Non solo: il film racconta anche la tragicomica storia dei
fratelli Carmelo e Salvatore La Marca, praticamente due alter
ego ideali di Ciprì e Maresco: produttori cinematografici
ed ex fabbricanti di statue sacre, nel 1947 fondano a Palermo
la Trinacria Cinematografica con l'intento di 'far tremare'
Cinecittà e dare vita ad una piccola Hollywood siciliana.

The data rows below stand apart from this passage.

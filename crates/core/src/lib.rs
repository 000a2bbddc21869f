#![deny(unsafe_code)]
//! Field-line animation engine for the brainstream viewer.
//!
//! A handful of moving [`FieldSource`]s (spin, attract, repel) define a force
//! field over the canvas; streamlines are traced from seed points by Euler
//! integration and repainted every frame. The whole simulation is
//! deterministic: a [`FieldEngine`] built from the same seed and config
//! produces bit-identical streamlines tick after tick.

pub mod color;
pub mod config;
pub mod engine;
pub mod error;
pub mod field;
pub mod looper;
pub mod params;
pub mod pixmap;
pub mod prng;
pub mod seed;
pub mod source;
pub mod streamline;

pub use color::Srgb;
pub use config::{ClearMode, EngineConfig, ReseedPolicy};
pub use engine::FieldEngine;
pub use error::EngineError;
pub use looper::{LoopState, RenderLoop};
pub use pixmap::Pixmap;
pub use prng::Xorshift64;
pub use seed::StreamlineSeed;
pub use source::{FieldModel, FieldSource, SourceKind};
pub use streamline::Streamline;
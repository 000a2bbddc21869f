//! PNG snapshots of a rendered surface.
//!
//! Feature-gated behind `png` (default on) so that hosts with their own
//! presentation path can depend on this crate without pulling in the
//! `image` crate.

use brainstream_core::error::EngineError;
use brainstream_core::pixmap::Pixmap;
use std::path::Path;

/// Writes a rendered surface as a PNG image.
///
/// Returns `EngineError::InvalidDimensions` if the surface dimensions
/// overflow `u32`, or `EngineError::Io` on write failure.
pub fn write_png(surface: &Pixmap, path: &Path) -> Result<(), EngineError> {
    let w = u32::try_from(surface.width()).map_err(|_| EngineError::InvalidDimensions)?;
    let h = u32::try_from(surface.height()).map_err(|_| EngineError::InvalidDimensions)?;
    let img = image::RgbaImage::from_raw(w, h, surface.data().to_vec())
        .ok_or_else(|| EngineError::Io("RGBA buffer size mismatch".into()))?;
    img.save(path).map_err(|e| EngineError::Io(e.to_string()))
}

#[cfg(test)]
mod tests {
    use super::*;
    use brainstream_core::color::Srgb;

    #[test]
    fn write_png_round_trip() {
        let mut surface = Pixmap::new(16, 16).unwrap();
        surface.fill(Srgb::from_hex("#336699").unwrap());
        let dir = tempfile::tempdir().unwrap();
        let path = dir.path().join("frame.png");

        write_png(&surface, &path).unwrap();

        let img = image::open(&path).unwrap().to_rgba8();
        assert_eq!(img.width(), 16);
        assert_eq!(img.height(), 16);
        assert_eq!(img.get_pixel(8, 8).0, [0x33, 0x66, 0x99, 0xff]);
    }
}
//! Top-level application state machine.
//!
//! The viewer is session-scoped: on startup the query string either names a
//! session, which is resolved through a [`SessionStore`], or it does not, in
//! which case the app lands on the home state without touching any store.

use crate::error::SessionError;
use crate::query::session_id_from_query;
use crate::record::SessionImageSet;
use crate::store::SessionStore;

/// The routes the viewer can be in.
#[derive(Debug, Clone, PartialEq, Eq)]
pub enum AppState {
    /// Resolution is in flight.
    Loading,
    /// No session identifier, or the identifier resolved to nothing.
    Home,
    /// A resolved session being displayed.
    Session(SessionImageSet),
    /// Resolution failed with a backend error.
    Error(String),
}

/// The application shell: current route plus the identifier it was
/// resolved under.
#[derive(Debug, Clone)]
pub struct App {
    state: AppState,
    session_id: Option<String>,
}

impl App {
    /// Routes from a raw query string, resolving through `store` only when
    /// the query names a session.
    pub fn from_query<S: SessionStore>(query: &str, store: &S) -> App {
        match session_id_from_query(query) {
            None => App {
                state: AppState::Home,
                session_id: None,
            },
            Some(id) => {
                let mut app = App {
                    state: AppState::Loading,
                    session_id: Some(id.clone()),
                };
                app.load_session(&id, store);
                app
            }
        }
    }

    /// Resolves `id` through `store` and transitions accordingly: a found
    /// session displays, an unknown one routes home, a backend failure
    /// routes to the error state.
    pub fn load_session<S: SessionStore>(&mut self, id: &str, store: &S) {
        self.session_id = Some(id.to_string());
        self.state = AppState::Loading;
        self.state = match store.resolve(id) {
            Ok(Some(set)) => AppState::Session(set),
            Ok(None) => AppState::Home,
            Err(err) => AppState::Error(describe(&err)),
        };
    }

    /// Drops the current session, returning to the landing state.
    pub fn back_to_home(&mut self) {
        self.state = AppState::Home;
        self.session_id = None;
    }

    pub fn state(&self) -> &AppState {
        &self.state
    }

    pub fn session_id(&self) -> Option<&str> {
        self.session_id.as_deref()
    }

    pub fn session(&self) -> Option<&SessionImageSet> {
        match &self.state {
            AppState::Session(set) => Some(set),
            _ => None,
        }
    }
}

fn describe(err: &SessionError) -> String {
    format!("failed to load session: {err}")
}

Per questa titanica impresa contano sul fondamentale aiuto
del barone Cammarata.
Attraverso questa pellicola, i due autori intendono descrivere
un periodo del cinema non solo siciliano che è quello
dell'immediato dopoguerra. Da un lato quella fu un'epoca di
grandi innovazioni tecnologiche, come l'arrivo del colore
e del Cinemascope, dall'altro, un'era di grandi sogni infranti
per la cinematografia siciliana. I due, anche grazie alla
partecipazione di Robert Englund alias Freddy Krueger, raccontano
quel periodo con grande divertimento.
"Il ritorno di Cagliostro" non è, però,
un film cinefilo fine a se stesso sui B-movies di quegli anni,
bensì una storia in chiave comica su un gruppo di folli
e di perdenti. E' un film sull'imbecillità umana con
personaggi simpatici alla maniera dell'ispettore Clouseau,
che affrontano la lavorazione disastrosa di un film. In fondo,
un film dal tono filosofico che si interroga sul mondo, sull'uomo
e sull'assurdità della vita dove continua ad esserci
un modo di leggere l'umanità e la realtà analogo
a quello dei lavori precedenti della coppia.